命からがら帰国はしたがジョーンズの記事は周囲から無視され、一時は新聞王のウィリアム・R・ハーストによって取り上げられるもその2年後、30歳を目前にしてソ連の秘密警察に…。

事実の隠蔽、その為にマスコミの忖度はどの国にも幾らかはあるのだろう。
しかし、不都合な真実を隠す為に殺人、反政府分子の処刑となると話は別。
スターリンの粛正で命を落とした人数は84万人だという。(ソ連発表)

ウクライナ侵攻やナワリヌイ氏への毒物投与からの獄中突然死…スターリンの頃の体質が現代まで綿々と続いている様に見える。
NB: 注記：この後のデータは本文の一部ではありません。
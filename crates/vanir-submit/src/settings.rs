//! Submission settings and output modes.

use std::fmt;
use std::str::FromStr;

use serde::{Deserialize, Serialize};

use vanir_hal::{Credential, HalResult, WorkspaceConfig};

/// How the submitted job is reported on standard output.
///
/// A closed enumeration: there is no "unrecognized mode" state to reach at
/// run time, so reporting never needs an invalid-argument path.
#[derive(Debug, Clone, Copy, Default, PartialEq, Eq, Serialize, Deserialize)]
#[serde(rename_all = "kebab-case")]
pub enum OutputMode {
    /// Print the job identifier, nothing else.
    #[default]
    Id,
    /// Print a human-navigable link to the job's status page.
    FriendlyUri,
}

impl FromStr for OutputMode {
    type Err = String;

    fn from_str(s: &str) -> Result<Self, Self::Err> {
        match s.to_lowercase().as_str() {
            "id" => Ok(OutputMode::Id),
            "friendly-uri" | "friendlyuri" => Ok(OutputMode::FriendlyUri),
            other => Err(format!(
                "Unknown output mode '{other}'. Available: id, friendly-uri"
            )),
        }
    }
}

impl fmt::Display for OutputMode {
    fn fmt(&self, f: &mut fmt::Formatter<'_>) -> fmt::Result {
        match self {
            OutputMode::Id => write!(f, "id"),
            OutputMode::FriendlyUri => write!(f, "friendly-uri"),
        }
    }
}

/// Immutable configuration for one submission.
///
/// Read-only after construction; the driver never mutates it.
#[derive(Clone, Default, Serialize, Deserialize)]
pub struct SubmissionSettings {
    /// Target identifier (`provider.device`, or the `nothing` sentinel).
    pub target: Option<String>,
    /// Subscription identifier.
    pub subscription: Option<String>,
    /// Resource group within the subscription.
    pub resource_group: Option<String>,
    /// Workspace name.
    pub workspace: Option<String>,
    /// Storage connection string for large program payloads.
    #[serde(skip_serializing)]
    pub storage: Option<String>,
    /// Bearer token. Absent means the ambient credential path.
    #[serde(skip)]
    pub token: Option<String>,
    /// Base endpoint URI override.
    pub base_uri: Option<String>,
    /// Number of shots to execute.
    pub shots: u32,
    /// Output mode for the submitted job reference.
    pub output: OutputMode,
    /// Validate only; never create a job.
    pub dry_run: bool,
}

impl SubmissionSettings {
    /// Create settings for a target with default shot count.
    pub fn new(target: impl Into<String>) -> Self {
        Self {
            target: Some(target.into()),
            shots: 500,
            ..Self::default()
        }
    }

    /// Set the workspace identity parts.
    pub fn with_workspace(
        mut self,
        subscription: impl Into<String>,
        resource_group: impl Into<String>,
        workspace: impl Into<String>,
    ) -> Self {
        self.subscription = Some(subscription.into());
        self.resource_group = Some(resource_group.into());
        self.workspace = Some(workspace.into());
        self
    }

    /// Set the bearer token.
    pub fn with_token(mut self, token: impl Into<String>) -> Self {
        self.token = Some(token.into());
        self
    }

    /// Set the storage connection string.
    pub fn with_storage(mut self, storage: impl Into<String>) -> Self {
        self.storage = Some(storage.into());
        self
    }

    /// Set the base endpoint URI.
    pub fn with_base_uri(mut self, uri: impl Into<String>) -> Self {
        self.base_uri = Some(uri.into());
        self
    }

    /// Set the shot count.
    pub fn with_shots(mut self, shots: u32) -> Self {
        self.shots = shots;
        self
    }

    /// Set the output mode.
    pub fn with_output(mut self, output: OutputMode) -> Self {
        self.output = output;
        self
    }

    /// Enable dry-run mode.
    pub fn dry_run(mut self) -> Self {
        self.dry_run = true;
        self
    }

    /// Credential derived from the token field: explicit token when present,
    /// the ambient path otherwise. The two are mutually exclusive by
    /// construction of [`Credential`].
    pub fn credential(&self) -> Credential {
        Credential::from_token(self.token.clone())
    }

    /// Assemble the workspace connection context from these settings.
    ///
    /// Fails with a configuration error naming the first missing identifier.
    pub fn workspace_config(&self) -> HalResult<WorkspaceConfig> {
        let mut config = WorkspaceConfig::from_parts(
            self.subscription.as_deref(),
            self.resource_group.as_deref(),
            self.workspace.as_deref(),
        )?
        .with_credential(self.credential());

        if let Some(uri) = &self.base_uri {
            config = config.with_base_uri(uri);
        }
        if let Some(storage) = &self.storage {
            config = config.with_storage(storage);
        }

        Ok(config)
    }
}

impl fmt::Debug for SubmissionSettings {
    fn fmt(&self, f: &mut fmt::Formatter<'_>) -> fmt::Result {
        f.debug_struct("SubmissionSettings")
            .field("target", &self.target)
            .field("subscription", &self.subscription)
            .field("resource_group", &self.resource_group)
            .field("workspace", &self.workspace)
            .field("storage", &self.storage.as_ref().map(|_| "[REDACTED]"))
            .field("token", &self.token.as_ref().map(|_| "[REDACTED]"))
            .field("base_uri", &self.base_uri)
            .field("shots", &self.shots)
            .field("output", &self.output)
            .field("dry_run", &self.dry_run)
            .finish()
    }
}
最初と最後にジョージ・オーウェルが「動物農園」を執筆する場面が出てくる。
マナー牧場では指導者の豚が独裁者となり恐怖政治へと変貌していく様を描いて、それをソ連の全体主義と重ねて語られる場面がいかにもイギリスらしい。

N.Y.タイムズの女性記者は「ナポレオン」でジョセフィーヌを好演したヴァネッサ・カービー、いけ好かない支局長にははまり役のピーター・サースガード、主役のジェームズ・ノートンも生真面目な若きジャーナリストにピッタリ。